*What to produce*
Only the stretch of the listing below that runs from the line with "for behavioral specifications." through the line with "pub fn exits(self, code: i32)" is to be printed, exactly and with both ends.

*Data extract*

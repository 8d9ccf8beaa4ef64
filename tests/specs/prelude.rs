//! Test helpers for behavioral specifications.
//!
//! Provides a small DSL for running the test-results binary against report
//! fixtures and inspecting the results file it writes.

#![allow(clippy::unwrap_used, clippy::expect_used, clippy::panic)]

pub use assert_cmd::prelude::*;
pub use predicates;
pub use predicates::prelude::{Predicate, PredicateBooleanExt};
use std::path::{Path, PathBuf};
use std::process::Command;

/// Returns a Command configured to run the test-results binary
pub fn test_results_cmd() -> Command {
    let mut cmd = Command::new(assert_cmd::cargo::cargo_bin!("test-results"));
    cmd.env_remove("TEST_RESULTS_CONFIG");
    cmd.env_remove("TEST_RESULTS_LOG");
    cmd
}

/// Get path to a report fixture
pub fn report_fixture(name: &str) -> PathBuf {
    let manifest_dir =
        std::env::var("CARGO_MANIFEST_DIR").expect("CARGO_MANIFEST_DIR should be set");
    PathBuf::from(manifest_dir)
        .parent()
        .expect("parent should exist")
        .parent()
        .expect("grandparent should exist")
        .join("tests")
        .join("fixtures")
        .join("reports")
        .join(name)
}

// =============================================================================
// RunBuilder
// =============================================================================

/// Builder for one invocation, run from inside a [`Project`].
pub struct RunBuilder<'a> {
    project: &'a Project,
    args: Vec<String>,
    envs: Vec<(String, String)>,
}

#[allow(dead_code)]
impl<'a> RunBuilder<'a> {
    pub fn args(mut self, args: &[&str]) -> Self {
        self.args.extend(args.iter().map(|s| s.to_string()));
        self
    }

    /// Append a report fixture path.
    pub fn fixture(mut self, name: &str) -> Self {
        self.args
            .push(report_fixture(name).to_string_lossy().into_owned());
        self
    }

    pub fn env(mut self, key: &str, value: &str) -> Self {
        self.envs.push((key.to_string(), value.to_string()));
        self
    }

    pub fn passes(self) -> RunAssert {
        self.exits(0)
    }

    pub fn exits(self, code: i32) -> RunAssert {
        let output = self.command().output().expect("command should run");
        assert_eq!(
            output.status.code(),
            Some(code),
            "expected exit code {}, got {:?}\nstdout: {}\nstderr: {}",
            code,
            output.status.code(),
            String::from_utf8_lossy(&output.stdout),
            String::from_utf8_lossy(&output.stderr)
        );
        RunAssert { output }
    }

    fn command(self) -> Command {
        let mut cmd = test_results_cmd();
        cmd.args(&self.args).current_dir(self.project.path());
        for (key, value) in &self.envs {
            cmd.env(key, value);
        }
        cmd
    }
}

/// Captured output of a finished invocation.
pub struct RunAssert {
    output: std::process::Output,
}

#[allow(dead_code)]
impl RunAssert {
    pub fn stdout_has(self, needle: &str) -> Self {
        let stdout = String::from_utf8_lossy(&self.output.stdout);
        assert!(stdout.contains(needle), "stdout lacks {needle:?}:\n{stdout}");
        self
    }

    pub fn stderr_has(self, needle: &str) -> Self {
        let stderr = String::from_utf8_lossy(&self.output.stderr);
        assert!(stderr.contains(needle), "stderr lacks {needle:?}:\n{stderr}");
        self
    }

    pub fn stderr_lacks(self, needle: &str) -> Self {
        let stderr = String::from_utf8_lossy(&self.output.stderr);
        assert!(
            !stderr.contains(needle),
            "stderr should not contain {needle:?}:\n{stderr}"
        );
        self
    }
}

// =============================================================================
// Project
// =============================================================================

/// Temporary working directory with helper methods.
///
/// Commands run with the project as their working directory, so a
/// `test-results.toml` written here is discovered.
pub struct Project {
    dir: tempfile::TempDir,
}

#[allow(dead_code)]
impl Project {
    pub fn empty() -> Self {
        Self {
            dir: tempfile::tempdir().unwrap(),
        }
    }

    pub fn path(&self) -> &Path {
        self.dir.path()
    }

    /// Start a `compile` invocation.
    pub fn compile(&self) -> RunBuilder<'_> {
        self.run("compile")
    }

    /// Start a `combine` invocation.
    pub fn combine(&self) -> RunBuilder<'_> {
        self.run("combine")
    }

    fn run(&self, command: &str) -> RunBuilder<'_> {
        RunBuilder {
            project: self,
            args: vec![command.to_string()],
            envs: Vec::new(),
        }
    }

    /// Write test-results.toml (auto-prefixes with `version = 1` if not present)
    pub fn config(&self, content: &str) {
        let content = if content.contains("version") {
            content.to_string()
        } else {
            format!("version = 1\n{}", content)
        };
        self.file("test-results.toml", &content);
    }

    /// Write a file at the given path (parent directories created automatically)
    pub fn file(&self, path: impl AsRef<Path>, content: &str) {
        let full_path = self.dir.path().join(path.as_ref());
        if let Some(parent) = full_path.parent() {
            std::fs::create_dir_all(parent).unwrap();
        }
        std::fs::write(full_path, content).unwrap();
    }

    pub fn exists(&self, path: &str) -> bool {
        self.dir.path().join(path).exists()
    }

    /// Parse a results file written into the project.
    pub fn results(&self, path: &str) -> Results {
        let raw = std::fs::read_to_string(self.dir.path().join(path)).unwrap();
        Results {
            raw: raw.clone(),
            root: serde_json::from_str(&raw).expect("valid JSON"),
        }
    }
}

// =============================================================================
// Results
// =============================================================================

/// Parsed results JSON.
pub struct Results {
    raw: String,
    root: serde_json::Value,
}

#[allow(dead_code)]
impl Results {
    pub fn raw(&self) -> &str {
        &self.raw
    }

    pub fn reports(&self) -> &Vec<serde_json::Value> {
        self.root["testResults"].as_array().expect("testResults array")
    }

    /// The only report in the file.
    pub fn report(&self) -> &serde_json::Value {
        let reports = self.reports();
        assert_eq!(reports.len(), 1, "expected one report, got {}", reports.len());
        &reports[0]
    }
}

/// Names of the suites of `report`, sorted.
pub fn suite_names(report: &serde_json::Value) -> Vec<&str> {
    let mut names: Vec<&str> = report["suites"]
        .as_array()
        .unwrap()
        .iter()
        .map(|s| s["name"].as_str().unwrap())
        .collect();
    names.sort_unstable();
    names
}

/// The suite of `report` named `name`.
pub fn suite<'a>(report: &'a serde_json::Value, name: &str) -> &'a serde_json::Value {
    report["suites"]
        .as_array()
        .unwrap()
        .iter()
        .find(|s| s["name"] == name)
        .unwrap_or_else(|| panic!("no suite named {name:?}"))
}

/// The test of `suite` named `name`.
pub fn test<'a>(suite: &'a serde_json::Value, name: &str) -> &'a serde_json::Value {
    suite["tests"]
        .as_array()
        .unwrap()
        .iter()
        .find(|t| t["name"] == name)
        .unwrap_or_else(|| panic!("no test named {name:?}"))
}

--

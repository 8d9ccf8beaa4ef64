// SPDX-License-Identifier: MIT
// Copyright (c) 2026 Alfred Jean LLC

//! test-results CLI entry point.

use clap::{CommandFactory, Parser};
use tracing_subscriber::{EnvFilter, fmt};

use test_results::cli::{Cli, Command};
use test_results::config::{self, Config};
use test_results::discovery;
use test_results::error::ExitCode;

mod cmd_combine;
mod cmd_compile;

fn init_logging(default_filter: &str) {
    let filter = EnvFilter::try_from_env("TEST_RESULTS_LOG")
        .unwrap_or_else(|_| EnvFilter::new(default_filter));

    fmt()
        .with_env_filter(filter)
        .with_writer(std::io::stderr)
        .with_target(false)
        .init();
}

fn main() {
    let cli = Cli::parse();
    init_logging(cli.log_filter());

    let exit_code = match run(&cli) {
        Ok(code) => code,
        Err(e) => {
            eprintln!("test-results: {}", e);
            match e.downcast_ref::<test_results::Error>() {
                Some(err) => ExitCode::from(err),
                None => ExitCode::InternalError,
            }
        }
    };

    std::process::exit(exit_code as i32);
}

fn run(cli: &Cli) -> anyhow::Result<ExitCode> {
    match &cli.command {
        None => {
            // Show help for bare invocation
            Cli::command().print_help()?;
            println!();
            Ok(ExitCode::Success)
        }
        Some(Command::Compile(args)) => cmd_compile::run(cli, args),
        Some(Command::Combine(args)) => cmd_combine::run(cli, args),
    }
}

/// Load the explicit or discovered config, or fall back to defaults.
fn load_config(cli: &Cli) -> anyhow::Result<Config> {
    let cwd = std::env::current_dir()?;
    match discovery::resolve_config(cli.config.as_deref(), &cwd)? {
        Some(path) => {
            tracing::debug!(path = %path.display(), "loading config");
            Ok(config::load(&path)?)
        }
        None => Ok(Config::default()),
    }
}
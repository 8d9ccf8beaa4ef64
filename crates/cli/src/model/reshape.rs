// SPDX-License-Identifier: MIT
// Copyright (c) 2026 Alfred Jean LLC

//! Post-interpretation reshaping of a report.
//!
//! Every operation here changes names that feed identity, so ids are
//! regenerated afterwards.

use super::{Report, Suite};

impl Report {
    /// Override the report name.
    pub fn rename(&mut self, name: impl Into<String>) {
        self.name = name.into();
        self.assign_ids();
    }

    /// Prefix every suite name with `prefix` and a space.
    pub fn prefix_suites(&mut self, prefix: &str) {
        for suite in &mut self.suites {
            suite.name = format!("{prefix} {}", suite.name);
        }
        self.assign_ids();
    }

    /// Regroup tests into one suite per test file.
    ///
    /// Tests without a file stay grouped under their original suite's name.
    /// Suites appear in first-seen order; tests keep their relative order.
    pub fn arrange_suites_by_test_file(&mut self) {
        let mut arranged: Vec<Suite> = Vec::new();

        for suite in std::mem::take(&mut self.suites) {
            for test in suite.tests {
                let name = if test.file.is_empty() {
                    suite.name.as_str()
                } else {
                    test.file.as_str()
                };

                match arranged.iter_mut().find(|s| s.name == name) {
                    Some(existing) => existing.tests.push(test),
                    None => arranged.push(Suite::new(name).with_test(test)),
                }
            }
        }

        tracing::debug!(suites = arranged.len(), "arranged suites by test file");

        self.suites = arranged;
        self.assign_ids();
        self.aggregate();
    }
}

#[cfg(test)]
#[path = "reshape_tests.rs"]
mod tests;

*Exercise response*
//! Test helpers for behavioral specifications.
//!
//! Provides a small DSL for running the test-results binary against report
//! fixtures and inspecting the results file it writes.

#![allow(clippy::unwrap_used, clippy::expect_used, clippy::panic)]

pub use assert_cmd::prelude::*;
pub use predicates;
pub use predicates::prelude::{Predicate, PredicateBooleanExt};
use std::path::{Path, PathBuf};
use std::process::Command;

/// Returns a Command configured to run the test-results binary
pub fn test_results_cmd() -> Command {
    let mut cmd = Command::new(assert_cmd::cargo::cargo_bin!("test-results"));
    cmd.env_remove("TEST_RESULTS_CONFIG");
    cmd.env_remove("TEST_RESULTS_LOG");
    cmd
}

/// Get path to a report fixture
pub fn report_fixture(name: &str) -> PathBuf {
    let manifest_dir =
        std::env::var("CARGO_MANIFEST_DIR").expect("CARGO_MANIFEST_DIR should be set");
    PathBuf::from(manifest_dir)
        .parent()
        .expect("parent should exist")
        .parent()
        .expect("grandparent should exist")
        .join("tests")
        .join("fixtures")
        .join("reports")
        .join(name)
}

// =============================================================================
// RunBuilder
// =============================================================================

/// Builder for one invocation, run from inside a [`Project`].
pub struct RunBuilder<'a> {
    project: &'a Project,
    args: Vec<String>,
    envs: Vec<(String, String)>,
}

#[allow(dead_code)]
impl<'a> RunBuilder<'a> {
    pub fn args(mut self, args: &[&str]) -> Self {
        self.args.extend(args.iter().map(|s| s.to_string()));
        self
    }

    /// Append a report fixture path.
    pub fn fixture(mut self, name: &str) -> Self {
        self.args
            .push(report_fixture(name).to_string_lossy().into_owned());
        self
    }

    pub fn env(mut self, key: &str, value: &str) -> Self {
        self.envs.push((key.to_string(), value.to_string()));
        self
    }

    pub fn passes(self) -> RunAssert {
        self.exits(0)
    }

    pub fn exits(self, code: i32) -> RunAssert {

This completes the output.